Janeiro foi uma amostra da volatilidade que marcará 2010
As economias mundial e brasileira deverão ter um bom ano. Provavelmente
será confirmada a retomada em escala global, deixando para trás as dúvidas
sobre depressão e recessão. A discussão a partir de agora é mais positiva e
está centrada no fôlego do crescimento.
Esse poderia ser um sinal bom também para os mercados financeiros. Mas,
infelizmente, não deve ser o caso. Há motivos para que o ano traga muita
volatilidade.
É natural que processos de valorização de ativos sejam pontuados por
realizações periódicas de lucros. Desde março de 2009, houve pelo menos
quatro momentos em que as bolsas norte-americanas mostraram quedas
temporárias.
Janeiro não foi diferente. Essa realização veio após um longo período de
ganhos e em um momento sazonalmente desfavorável - o início do ano
historicamente não é bom para a bolsa dos Estados Unidos.
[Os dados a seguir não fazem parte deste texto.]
use thiserror::Error;

use crate::auth::AuthError;
use crate::product_actor::ProductError;

/// Failures while starting, seeding or stopping the system.
#[derive(Debug, Error)]
pub enum SystemError {
    #[error("I/O error: {0}")]
    Io(#[from] std::io::Error),
    #[error("Invalid seed file: {0}")]
    SeedFormat(#[from] serde_json::Error),
    #[error("Seeding products failed: {0}")]
    SeedProduct(#[from] ProductError),
    #[error("Seeding admin failed: {0}")]
    SeedAdmin(#[from] AuthError),
    #[error("Actor task failed: {0}")]
    ActorFailed(String),
}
Além disso, alguns eventos como a política monetária na China, dificuldades na
Europa e regulação bancária nos Estados Unidos foram usados como gatilho e
refletem um ambiente de incertezas ainda elevadas. Não há, de fato,
indicadores que mostrem uma piora inequívoca dos fundamentos globais,
revertendo o ciclo de otimismo vivido até aqui.
Esse, no entanto, não é o ponto mais importante quando se olha 2010. É
provável alguma frustração de investidores, mesmo com a retomada global.
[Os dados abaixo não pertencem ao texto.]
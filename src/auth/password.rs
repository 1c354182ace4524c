use argon2::password_hash::{self, PasswordHash, PasswordHasher, PasswordVerifier, SaltString};
use argon2::Argon2;
use rand::RngCore;

const SALT_LEN: usize = 16;

/// Hashes a password with Argon2id into a PHC string
/// (`$argon2id$v=19$m=..,t=..,p=..$salt$hash`).
pub fn hash_password(password: &str) -> Result<String, password_hash::Error> {
    let mut salt = [0u8; SALT_LEN];
    rand::thread_rng().fill_bytes(&mut salt);
    let salt = SaltString::encode_b64(&salt)?;
    let hash = Argon2::default().hash_password(password.as_bytes(), &salt)?;
    Ok(hash.to_string())
}

/// Checks `password` against a stored PHC string. The digest comparison is
/// constant-time; malformed hashes never verify.
pub fn verify_password(password: &str, stored: &str) -> bool {
    let Ok(parsed) = PasswordHash::new(stored) else {
        return false;
    };
    Argon2::default()
        .verify_password(password.as_bytes(), &parsed)
        .is_ok()
}
//! Carrier credential probe

use actix_web::{web, HttpResponse};
use serde::Serialize;
use tracing::{error, info};
use utoipa::ToSchema;

use crate::api::error::ErrorResponse;
use crate::AppState;

#[derive(Serialize, ToSchema)]
pub struct TokenTestResponse {
    pub ok: bool,
    /// Seconds until the token expires
    pub ttl: i64,
    /// First characters of the token, never the whole value
    pub preview: String,
    pub env: String,
}

/// GET /token-test - Check that carrier credentials work
#[utoipa::path(
    get,
    path = "/token-test",
    tag = "system",
    responses(
        (status = 200, description = "Token obtained", body = TokenTestResponse),
        (status = 500, description = "Credential exchange failed", body = ErrorResponse)
    )
)]
pub async fn token_test(state: web::Data<AppState>) -> HttpResponse {
    match state.labels.carrier().access_token().await {
        Ok(token) => {
            info!(ttl_seconds = token.ttl_seconds, "Carrier token probe succeeded");
            HttpResponse::Ok().json(TokenTestResponse {
                ok: true,
                ttl: token.ttl_seconds,
                preview: token.preview(),
                env: state.settings.carrier.env.clone(),
            })
        }
        Err(e) => {
            error!(error = %e, "Carrier token probe failed");
            HttpResponse::InternalServerError().json(ErrorResponse::new(e.to_string()))
        }
    }
}
//! Package reference sanitizing
//!
//! UPS rejects reference values containing punctuation such as `:` or
//! longer than 35 characters.

/// Maximum length of a package reference value
pub const REFERENCE_MAX_LEN: usize = 35;

/// Used when neither the caller's reference nor the sender name survives
/// sanitizing
pub const FALLBACK_REFERENCE: &str = "PRL";

fn is_allowed(c: char) -> bool {
    c.is_ascii_alphanumeric() || matches!(c, ' ' | '-' | '.' | '_' | '/')
}

/// Strip disallowed characters, collapse spaces and truncate
pub fn sanitize_reference(input: &str) -> String {
    let filtered: String = input.chars().filter(|c| is_allowed(*c)).collect();
    let collapsed = filtered.split_whitespace().collect::<Vec<_>>().join(" ");
    let truncated: String = collapsed.chars().take(REFERENCE_MAX_LEN).collect();
    truncated.trim_end().to_string()
}

/// The reference tag every package carries
///
/// Caller text wins when it sanitizes to something; otherwise the sender's
/// name is used.
pub fn primary_reference(caller: Option<&str>, sender_name: &str) -> String {
    [caller.unwrap_or_default(), sender_name]
        .into_iter()
        .map(sanitize_reference)
        .find(|r| !r.is_empty())
        .unwrap_or_else(|| FALLBACK_REFERENCE.to_string())
}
Após os preços dos ativos terem incorporado o cenário de recuperação, novas
valorizações dependem do ritmo e força do crescimento a partir de agora. O
perigo, nesse caso, está no otimismo.
Vale lembrar que o mercado de trabalho deve mostrar recuperação nos
Estados Unidos, mas isso não implica aumento de renda. Indica apenas que o
pior já passou. Da mesma forma, não parece razoável supor que ocorra uma
rápida recuperação do crédito nas economias desenvolvidas. Sem renda e
crédito, sobra o efeito estatístico e os gastos do governo para impulsionar os
números de PIB. Ou seja, apesar do alívio global, o cenário de recuperação é
arriscado demais para se manter o otimismo vigente nos mercados.
Outra fonte de incertezas é a reorientação de política econômica. Ainda que a
recuperação em curso seja tímida e cercada de dúvidas, o tamanho dos
estímulos fiscais e monetários terá de ser revisto. No caso fiscal, os eventos
recentes na Grécia mostram quão sensíveis estão os participantes de mercado
com as trajetórias explosivas de dívida. Isso reforça a visão de que a
magnitude corrente dos incentivos não se sustenta.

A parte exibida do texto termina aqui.